Federal employees are also returning in significant numbers to shared work spaces, and not always safely. Indeed, according to a new Bloomberg report, management’s attendance demands often aren’t matched by provision of protective equipment or adequate planning to ensure employees’ safety.
The report sketches union calls for greater safety measures, amid an uneven influx of feds back to their workplaces, and describes widely varying policies across many agencies, including the Securities and Exchange Commission, the departments of State and Interior, the IRS, national security agencies, and others.

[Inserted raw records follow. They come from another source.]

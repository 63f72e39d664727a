//! mirror-sender library entry point.
//!
//! Re-exports all public modules so that integration tests in `tests/`
//! and the binary entry point in `main.rs` share the same module tree.

pub mod application;
pub mod infrastructure;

National security workers, the report notes, were among the first since be recalled to bricks-and-mortar facilities in significant numbers, followed by thousands of IRS professionals who were needed to process paper tax forms. At these and many other key fed posts, health measures to protect returning employees have been inconsistent -- often little more than the issuance of perhaps a mask and hand sanitizer and, depending on the agency, a temperature check.
A picture of a patchwork of agency safety measures emerges from the report. Mirroring the wider economy, some of the most screen-time and “desk job” agencies have been the most protective: The SEC announced mandatory telework will continue into July.
In the face of varying agency policies, a bulwark buttressing feds’ safety has emerged. The governments of D.C. and neighboring states -- where the greatest number of federal employee live – have deployed more elaborate COVID-19 containment programs than states led by the White House’s closest allies, such as Georgia and Florida.